## TASK STATEMENT
Whenever a line below holds the word "SameKind", count it once; report the total and nothing else.

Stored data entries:
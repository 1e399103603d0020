//! Room configuration and state machine.

use serde::{Deserialize, Serialize};

use perudo_engine::{MAX_PLAYERS, MIN_PLAYERS};

// ---------------------------------------------------------------------------
// RoomConfig
// ---------------------------------------------------------------------------

/// Configuration for a room instance.
#[derive(Debug, Clone, Serialize, Deserialize)]
pub struct RoomConfig {
    /// Minimum players required before the match can be started.
    pub min_players: usize,

    /// Maximum players allowed in the room.
    pub max_players: usize,

    /// Fixed RNG seed for the match. `None` seeds from the operating
    /// system; set it for reproducible matches (tests, replays).
    pub seed: Option<u64>,
}

impl Default for RoomConfig {
    fn default() -> Self {
        Self {
            min_players: MIN_PLAYERS,
            max_players: MAX_PLAYERS,
            seed: None,
        }
    }
}

// ---------------------------------------------------------------------------
// RoomState
// ---------------------------------------------------------------------------

/// The lifecycle state of a room.
///
/// The normal lifecycle runs:
///
/// ```text
/// Lobby → InProgress → Finished → Destroying
/// ```
///
/// `Destroying` is also reachable directly from any earlier state when
/// the room is torn down.
///
/// - **Lobby**: Room exists, accepting joins. The match has not been
///   started; any member may start it once enough players are present.
/// - **InProgress**: The match is running. Players bid and challenge,
///   no new joins.
/// - **Finished**: The match ended with a winner. Players can still see
///   the outcome but no further actions are accepted.
/// - **Destroying**: Room is being cleaned up. All players removed,
///   resources freed. After this the room is gone.
#[derive(Debug, Clone, Copy, PartialEq, Eq, Serialize, Deserialize)]
pub enum RoomState {
    Lobby,
    InProgress,
    Finished,
    Destroying,
}

impl RoomState {
    /// Returns `true` if the room is accepting new players.
    pub fn is_joinable(&self) -> bool {
        matches!(self, Self::Lobby)
    }

    /// Returns `true` if a match is actively running.
    pub fn is_active(&self) -> bool {
        matches!(self, Self::InProgress)
    }
}

impl std::fmt::Display for RoomState {
    fn fmt(&self, f: &mut std::fmt::Formatter<'_>) -> std::fmt::Result {
        match self {
            Self::Lobby => write!(f, "Lobby"),
            Self::InProgress => write!(f, "InProgress"),
            Self::Finished => write!(f, "Finished"),
            Self::Destroying => write!(f, "Destroying"),
        }
    }
}

#[cfg(test)]
mod tests {
    use super::*;

    #[test]
    fn test_room_state_is_joinable() {
        assert!(RoomState::Lobby.is_joinable());
        assert!(!RoomState::InProgress.is_joinable());
        assert!(!RoomState::Finished.is_joinable());
        assert!(!RoomState::Destroying.is_joinable());
    }

    #[test]
    fn test_room_state_is_active() {
        assert!(!RoomState::Lobby.is_active());
        assert!(RoomState::InProgress.is_active());
        assert!(!RoomState::Finished.is_active());
    }

    #[test]
    fn test_room_config_default() {
        let config = RoomConfig::default();
        assert_eq!(config.min_players, 2);
        assert_eq!(config.max_players, 10);
        assert!(config.seed.is_none());
    }
}
//! Bids and the raise rules between them.

use std::fmt;

use perudo_protocol::PlayerId;

use crate::Face;

/// The outstanding claim: "at least `quantity` dice across all players
/// show `face` or show 1".
///
/// At most one bid is current per round. An accepted bid replaces the
/// previous one outright; bids are never amended in place.
#[derive(Debug, Clone, Copy, PartialEq, Eq)]
pub struct Bid {
    pub bidder: PlayerId,
    pub quantity: u32,
    pub face: Face,
}

impl Bid {
    /// Checks whether `(quantity, face)` is a legal raise over `self`.
    ///
    /// Three cases, depending on which side of the wild face the bids
    /// fall on:
    ///
    /// - switching **to** ones from a non-wild face: ones are twice as
    ///   likely to help the claim, so the required count halves (rounded
    ///   down): `quantity >= self.quantity / 2`;
    /// - switching **away** from ones: the reverse, the count must more
    ///   than double: `quantity >= self.quantity * 2 + 1`;
    /// - same kind (both wild or both non-wild): the classic ladder,
    ///   a higher quantity, or the same quantity on a higher face.
    ///
    /// On rejection the returned [`RaiseRule`] names the rule that was
    /// violated, so the bidder learns what a legal raise would have been.
    pub fn allows_raise(&self, quantity: u32, face: Face) -> Result<(), RaiseRule> {
        if face.is_wild() && !self.face.is_wild() {
            let min_quantity = self.quantity / 2;
            if quantity >= min_quantity {
                Ok(())
            } else {
                Err(RaiseRule::WildSwitch { min_quantity })
            }
        } else if self.face.is_wild() && !face.is_wild() {
            // Saturate: a standing bid near the quantity ceiling must not
            // wrap the doubled minimum.
            let min_quantity = self.quantity.saturating_mul(2).saturating_add(1);
            if quantity >= min_quantity {
                Ok(())
            } else {
                Err(RaiseRule::WildExit { min_quantity })
            }
        } else if quantity > self.quantity
            || (quantity == self.quantity && face > self.face)
        {
            Ok(())
        } else {
            Err(RaiseRule::SameKind {
                quantity: self.quantity,
                face: self.face,
            })
        }
    }
}

impl fmt::Display for Bid {
    fn fmt(&self, f: &mut fmt::Formatter<'_>) -> fmt::Result {
        write!(f, "{} x {}", self.quantity, self.face)
    }
}

/// The raise rule a rejected bid violated.
#[derive(Debug, Clone, Copy, PartialEq, Eq)]
pub enum RaiseRule {
    /// Switching to wild ones requires at least half the previous
    /// quantity, rounded down.
    WildSwitch { min_quantity: u32 },

    /// Switching away from wild ones requires more than double the
    /// previous quantity.
    WildExit { min_quantity: u32 },

    /// Same-kind raises must increase the quantity, or keep it and
    /// increase the face. Carries the bid to beat.
    SameKind { quantity: u32, face: Face },
}

impl fmt::Display for RaiseRule {
    fn fmt(&self, f: &mut fmt::Formatter<'_>) -> fmt::Result {
        match self {
            Self::WildSwitch { min_quantity } => write!(
                f,
                "switching to ones requires a quantity of at least {min_quantity}"
            ),
            Self::WildExit { min_quantity } => write!(
                f,
                "switching away from ones requires a quantity of at least {min_quantity}"
            ),
            Self::SameKind { quantity, face } => write!(
                f,
                "bid must exceed {quantity} x {face}: raise the quantity, or keep it and raise the face"
            ),
        }
    }
}

#[cfg(test)]
mod tests {
    use super::*;

    fn bid(quantity: u32, face: u8) -> Bid {
        Bid {
            bidder: PlayerId(1),
            quantity,
            face: Face::new(face).unwrap(),
        }
    }

    fn raise(prev: Bid, quantity: u32, face: u8) -> Result<(), RaiseRule> {
        prev.allows_raise(quantity, Face::new(face).unwrap())
    }

    #[test]
    fn test_same_face_higher_quantity_is_legal() {
        assert!(raise(bid(2, 4), 3, 4).is_ok());
    }

    #[test]
    fn test_same_quantity_higher_face_is_legal() {
        assert!(raise(bid(2, 4), 2, 5).is_ok());
    }

    #[test]
    fn test_same_quantity_lower_face_is_illegal() {
        assert!(matches!(
            raise(bid(2, 4), 2, 3),
            Err(RaiseRule::SameKind { quantity: 2, .. })
        ));
    }

    #[test]
    fn test_identical_bid_is_illegal() {
        assert!(raise(bid(3, 5), 3, 5).is_err());
    }

    #[test]
    fn test_lower_quantity_higher_face_is_illegal() {
        assert!(raise(bid(3, 2), 2, 6).is_err());
    }

    #[test]
    fn test_wild_switch_requires_half_rounded_down() {
        // floor(5 / 2) = 2
        assert!(raise(bid(5, 5), 2, 1).is_ok());
        assert!(matches!(
            raise(bid(5, 5), 1, 1),
            Err(RaiseRule::WildSwitch { min_quantity: 2 })
        ));
    }

    #[test]
    fn test_wild_switch_from_two_allows_one() {
        // floor(2 / 2) = 1, so (2,5) -> (1,1) is legal.
        assert!(raise(bid(2, 5), 1, 1).is_ok());
    }

    #[test]
    fn test_wild_exit_requires_double_plus_one() {
        assert!(raise(bid(2, 1), 5, 3).is_ok());
        assert!(matches!(
            raise(bid(2, 1), 4, 3),
            Err(RaiseRule::WildExit { min_quantity: 5 })
        ));
    }

    #[test]
    fn test_wild_exit_from_huge_bid_saturates() {
        // Doubling a quantity near u32::MAX must clamp, not wrap: the
        // raise is rejected with the saturated minimum.
        assert!(matches!(
            raise(bid(u32::MAX, 1), 3, 2),
            Err(RaiseRule::WildExit {
                min_quantity: u32::MAX
            })
        ));
    }

    #[test]
    fn test_wild_to_wild_is_same_kind() {
        // Both bids on ones: the halving rule does not apply, the
        // quantity must actually go up.
        assert!(raise(bid(2, 1), 3, 1).is_ok());
        assert!(matches!(
            raise(bid(2, 1), 2, 1),
            Err(RaiseRule::SameKind { .. })
        ));
        assert!(raise(bid(2, 1), 1, 1).is_err());
    }
}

## RESPONSE TO THIS TASK
5